A “totally innocent” teenager was shot and killed by a drive-by gunman in Brooklyn this week in what police believe is a tragic case of mistaken identity. Her grief-stricken sister said she only went out that night to give her friend a ride home from work.
NYPD Chief of Detectives Joseph Kenney told reporters that around 2:45 a.m. Tuesday, Christian Montrose was parked in front of his home on East 104th Street near Avenue K in Canarsie. (19 years old) that someone had gotten into a black Acura and ambushed him. .
“When they got out of the car, they were having a conversation and they ended up getting shot,” Kenney said at a news conference Thursday. “He had been shot multiple times and had three bullet wounds: one on the right side of his face, some teeth knocked out, one on the right side of his abdomen, and one on his right forearm.”
Police sources said the seriously injured boy managed to escape to an apartment, where his older brother met him.
“He’s trying to talk to his brother, but he can’t,” Kenny said. “He’s actually choking on his own blood.”
He was rushed to Brookdale University Hospital and Medical Center, where he was pronounced dead.
“[What] What we’re looking at right now is probably [a case of] It’s the wrong person,” Kenny said. “This kid is a good kid. He has no arrests. When he talks to people, he doesn’t talk about gangs or drugs. He doesn’t drink. He’s a car guy. It’s all about cars.”
“He’s basically a good kid, but unfortunately he lives in an area where there’s been significant gang violence and probably [in a case of] The wrong person was shot,” the NYPD official added.
Montrose was a “pacifist” and a “beautiful soul” who only went out before dawn to give rides to friends, his sister, Joanna Montrose, 32, told the Post in a phone interview. .
“He was just who he was,” Joanna said. “He rarely said no to anyone. I’ve known him since he was a baby, and I don’t think he ever said, ‘No, I’m not going to do that.’ He always wanted to help people. So of course if someone did a favor or asked him to do something, he would just do it. ”
Joanna, from New Jersey, was barely able to speak in her sleep when her mother gave her the heartbreaking news.
“I just heard the phone ringing,” she said. “Then my boyfriend said, ‘Who’s calling at this hour?'” When I picked up the phone, it was her, but she wouldn’t give me any details about what happened. She was like, she doesn’t know how to tell. She paused for a moment, and then she said, ‘He got shot,’ and that’s how I knew. ”
“I just woke up,” she said. “So I got out of bed and said to her boyfriend, ‘I have to go in there right now and see what happened to him.'”
Joanna said she never expected the outcome to be so tragic.
“I thought maybe it had been grazed somewhere or something,” she said.
Christian, the youngest of seven children, worked for the Avis rental car company and was scheduled to attend Lincoln Polytechnic Institute for an automotive technician program, his sister said.
“Obviously he didn’t have the opportunity to go there, but he loved cars so it was his desire,” Joanna said. “He wanted to work with cars. That was his passion.”
In his personal life, Christian was “peaceful” and “positive,” his sister said, with a heart that uplifted those inside and outside his family.
“The last time we talked, he texted me and told me he was always thankful for me, and that really warmed my heart,” Joanna said. “He was such a beautiful soul. Words cannot describe how simply a beautiful person he was.”

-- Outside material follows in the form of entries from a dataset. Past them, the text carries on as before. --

// Ready-made clip layouts for common sheet arrangements

use super::character::AnimatedCharacter;
use super::config::CharacterSettings;
use crate::engine::assets::{SheetStore, SlicePolicy};
use anyhow::{Context, Result};
use log::info;

/// Row, frame count, speed and looping for one preset clip
pub type RowClip = (&'static str, u32, u32, u32, bool);

/// Seven-row platformer layout
pub const PLATFORMER_ROWS: [RowClip; 7] = [
    ("idle", 0, 4, 15, true),
    ("walk", 1, 8, 8, true),
    ("run", 2, 8, 5, true),
    ("jump", 3, 4, 6, false),
    ("attack", 4, 6, 4, false),
    ("hit", 5, 3, 8, false),
    ("die", 6, 4, 10, false),
];

/// Three-row layout with looping idle/walk and a one-shot jump
pub const SIMPLE_ROWS: [RowClip; 3] = [
    ("idle", 0, 4, 12, true),
    ("walk", 1, 4, 8, true),
    ("jump", 2, 4, 6, false),
];

/// Name, frame count, speed and looping for clips packed back to back
pub const MASTER_SHEET_CLIPS: [(&str, u32, u32, bool); 3] = [
    ("idle", 4, 15, true),
    ("walk", 8, 8, true),
    ("jump", 4, 6, false),
];

/// Frame count, speed and looping for idle, walk and jump drawn on one
/// sheet file each
pub const SEPARATE_SHEET_CLIPS: [(&str, u32, u32, bool); 3] = [
    ("idle", 4, 15, true),
    ("walk", 4, 8, true),
    ("jump", 4, 6, false),
];

/// Slots per row used by master sheets unless told otherwise
pub const MASTER_SHEET_COLUMNS: u32 = 8;

fn define_rows(character: &mut AnimatedCharacter, rows: &[RowClip]) -> Result<()> {
    for &(name, row, count, speed, looping) in rows {
        character
            .define_row(name, row, count, speed, looping)
            .with_context(|| format!("Preset clip {} does not fit the sheet", name))?;
    }
    Ok(())
}

/// Define the platformer clips on a character whose sheet is already loaded
///
/// Expects one animation per row, at least eight columns wide.
pub fn platformer_hero(character: &mut AnimatedCharacter) -> Result<()> {
    define_rows(character, &PLATFORMER_ROWS)
}

/// Define idle, walk and jump from the first three rows
pub fn simple_character(character: &mut AnimatedCharacter) -> Result<()> {
    define_rows(character, &SIMPLE_ROWS)
}

/// Define idle, walk and jump back to back, `columns` slots per row
pub fn master_sheet_clips(character: &mut AnimatedCharacter, columns: u32) -> Result<()> {
    for (name, count, speed, looping) in MASTER_SHEET_CLIPS {
        character
            .define_sequential_packed(name, count, columns, speed, looping)
            .with_context(|| format!("Master sheet has too few frames for {}", name))?;
    }
    Ok(())
}

/// Build a character whose clips are packed back to back on one sheet
///
/// `columns` is how many slots the clips fill per row before wrapping
/// (usually [`MASTER_SHEET_COLUMNS`]). It may be narrower than the sheet.
pub fn master_sheet_hero(
    store: &mut SheetStore,
    sheet: &str,
    frame_size: u32,
    columns: u32,
    settings: CharacterSettings,
) -> Result<AnimatedCharacter> {
    let mut character = AnimatedCharacter::new(settings)?;
    let loaded = store.load(sheet, frame_size, frame_size, SlicePolicy::Truncate)?;
    character.set_sheet(loaded)?;
    master_sheet_clips(&mut character, columns).with_context(|| format!("In {}", sheet))?;

    info!(
        "Built master sheet character from {} ({} clips)",
        sheet,
        character.clips().len()
    );
    Ok(character)
}

/// Build a character with idle, walk and jump each on a sheet file of its own
pub fn separate_sheets_hero(
    store: &mut SheetStore,
    sheets: [&str; 3],
    frame_size: u32,
    settings: CharacterSettings,
) -> Result<AnimatedCharacter> {
    let mut character = AnimatedCharacter::new(settings)?;

    for ((name, count, speed, looping), path) in SEPARATE_SHEET_CLIPS.into_iter().zip(sheets) {
        let sheet = store.load(path, frame_size, frame_size, SlicePolicy::Truncate)?;
        character
            .define_from_sheet(name, sheet, count, speed, looping)
            .with_context(|| format!("Sheet {} has too few frames for {}", path, name))?;
    }

    info!("Built character from {} separate sheets", sheets.len());
    Ok(character)
}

No arrests have been made in the senseless killing, but authorities determined the gunman’s car was stolen from the Bronx, Kenney said.
“[This] I believe he was clearly being followed while someone was looking for an operation around the block. They found this poor kid and shot him,” he added. “Completely innocent.”
The murdered boy’s sister expressed a similar opinion.
“He’s a very polite, very respectful person, and that’s what we want people to know,” Joanna said. “Because we want people to [say], “Oh, you know, they shot him for a reason and there’s more to the story.” But we don’t believe that. It wasn’t his fault. ”
“I don’t know how to express that he wasn’t that person,” she said. “That’s why this is such a shock to us, because no one expected it, not even him.”